There is more overlap between history and the present time than people may have realized, Brooks said. “One of the things I worry about for anybody who is growing up in a time of growing hostility in both nations is that the shrill nationalism in both places will make their lives very difficult, whatever the identity traces they make.”
Still, Sun of the Own Visa Inc. expects that 20 percent of the 3,000 or so families he has helped to get travel permits will come back to live in the US one day. “These are people who really agree with American values and are longing for democracy and freedom,” Sun said.
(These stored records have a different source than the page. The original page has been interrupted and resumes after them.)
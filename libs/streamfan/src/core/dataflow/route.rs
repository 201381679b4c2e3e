// Copyright (c) 2025 Jonathan Fontanez
// SPDX-License-Identifier: BUSL-1.1

use std::net::{SocketAddr, ToSocketAddrs};
use std::path::PathBuf;

use crate::core::graph::LinkEndpoint;
use crate::core::node::{Node, NodeId, NodeRole};
use crate::core::runtime::Pipeline;

/// Longest chain followed before giving up on a route.
const MAX_HOPS: usize = 64;

#[derive(Debug, Clone, PartialEq, Eq)]
pub enum RouteSink {
    Udp(SocketAddr),
    File(PathBuf),
    Discard,
}

/// Where a unit entering at some port ends up.
#[derive(Debug, Clone, PartialEq, Eq)]
pub struct Route {
    pub sink_node: NodeId,
    pub sink: RouteSink,
    /// Every node on the way, the entry node included, is running.
    pub ready: bool,
}

fn sink_of(node: &Node) -> Option<RouteSink> {
    match node.role() {
        NodeRole::NetworkSink => {
            let host = node.option_str("host")?;
            let port = u16::try_from(node.option_u64("port")?).ok()?;
            let addr = (host, port).to_socket_addrs().ok()?.next()?;
            Some(RouteSink::Udp(addr))
        }
        NodeRole::FileSink => node
            .option_str("location")
            .map(|l| RouteSink::File(PathBuf::from(l))),
        _ => Some(RouteSink::Discard),
    }
}

/// Follow links from `entry` to a sink node.
///
/// Splitters forward stream `stream_index` through their `src_{index}`
/// port; every other node through its first linked source port. Returns
/// `None` when the chain is broken or a sink lacks its destination options.
pub fn resolve(pipeline: &Pipeline, entry: &LinkEndpoint, stream_index: u32) -> Option<Route> {
    let graph = pipeline.graph();
    let mut ready = pipeline.node(&entry.node)?.state().is_running();
    let mut at = entry.clone();

    for _ in 0..MAX_HOPS {
        let link = graph.link_from(&at)?;
        let node = pipeline.node(&link.target.node)?;
        ready &= node.state().is_running();

        if node.role().is_sink() {
            return Some(Route {
                sink_node: node.id().clone(),
                sink: sink_of(node)?,
                ready,
            });
        }

        let next = if node.role() == NodeRole::Splitter {
            format!("src_{}", stream_index)
        } else {
            node.src_ports()
                .map(|p| p.name.clone())
                .find(|name| graph.is_linked(&LinkEndpoint::new(node.id().clone(), name.clone())))?
        };
        at = LinkEndpoint::new(node.id().clone(), next);
    }
    None
}
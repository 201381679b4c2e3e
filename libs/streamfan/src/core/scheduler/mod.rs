// Copyright (c) 2025 Jonathan Fontanez
// SPDX-License-Identifier: BUSL-1.1

//! Event loop abstraction.
//!
//! Data threads post [`LoopEvent`]s; the thread that owns the topology
//! drains them. The scheduler is passed in explicitly so tests can swap the
//! channel-backed [`MainLoop`] for a [`ManualScheduler`].

mod event;
mod main_loop;
mod manual;

use std::time::Duration;

pub use event::{BusMessage, DiscoveryEvent, LoopEvent, TimerTask};
pub use main_loop::MainLoop;
pub use manual::ManualScheduler;

pub trait Scheduler: Send + Sync {
    /// Queue an event for the next dispatch.
    fn post(&self, event: LoopEvent);

    /// Queue an event once `delay` has elapsed.
    fn post_after(&self, delay: Duration, event: LoopEvent);

    /// Next ready event, waiting at most `timeout`.
    fn next_event(&self, timeout: Duration) -> Option<LoopEvent>;
}
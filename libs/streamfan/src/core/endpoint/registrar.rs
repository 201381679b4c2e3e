// Copyright (c) 2025 Jonathan Fontanez
// SPDX-License-Identifier: BUSL-1.1

use super::mounts::{MountEntry, MountPoints, RelayDescription};
use crate::core::config::PipelineConfig;
use crate::core::error::{Result, StreamError};

/// Publishes one mount per potential stream slot, before any branch exists.
///
/// Registration consumes the registrar, so it happens exactly once.
#[derive(Debug, Clone)]
pub struct EndpointRegistrar {
    host: String,
    service_port: u16,
    base_port: u16,
    slots: u32,
}

impl EndpointRegistrar {
    pub fn new(host: impl Into<String>, service_port: u16, base_port: u16, slots: u32) -> Self {
        Self {
            host: host.into(),
            service_port,
            base_port,
            slots,
        }
    }

    pub fn from_config(config: &PipelineConfig) -> Result<Self> {
        let slots = u32::try_from(config.slot_count())
            .map_err(|_| StreamError::Configuration("too many sources".into()))?;
        Ok(Self::new(
            config.server_host.clone(),
            config.service_port,
            config.base_udp_port,
            slots,
        ))
    }

    pub fn url_for(&self, path: &str) -> String {
        format!("rtsp://{}:{}{}", self.host, self.service_port, path)
    }

    pub fn register_all(self) -> Result<MountPoints> {
        let mut mounts = MountPoints::new();

        for index in 0..self.slots {
            let relay_port = u16::try_from(index)
                .ok()
                .and_then(|i| self.base_port.checked_add(i))
                .ok_or_else(|| {
                    StreamError::Configuration(format!(
                        "relay port for slot {} exceeds 65535",
                        index
                    ))
                })?;
            if relay_port == self.service_port {
                return Err(StreamError::Configuration(format!(
                    "relay port {} collides with the service port",
                    relay_port
                )));
            }

            let entry = MountEntry {
                path: MountEntry::path_for(index),
                relay_port,
                stream_index: index,
                relay: RelayDescription::h264(relay_port),
                shared: true,
            };
            tracing::debug!("[EndpointRegistrar] {} <- {}", entry.path, entry.relay.launch_line());
            let url = self.url_for(&entry.path);
            mounts.add(entry)?;
            tracing::info!("[EndpointRegistrar] RTSP stream ready at {}", url);
        }

        Ok(mounts)
    }
}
Avanda and his family will be among them. “The reason we went to the US to deliver him is to one day live in a country where individual freedom is respected so he won’t become just a brick sacrificed for a great wall the government and the party order us to build,” said Awoter Jiang, Avanda’s father. Avanda has made a plan for himself: He’d like to come to the US after middle school. He’d miss his friends in China, he said, but won’t hesitate to compete with them on the soccer field. Would they be angry with him for joining the American team? “No, they won’t,” said Avanda. “We play soccer all the time at school. They know I am American. And no one gets mad at me for that.”
Correction: A previous version of this article referred to a statistic from an unreliable source. The reference has since been removed.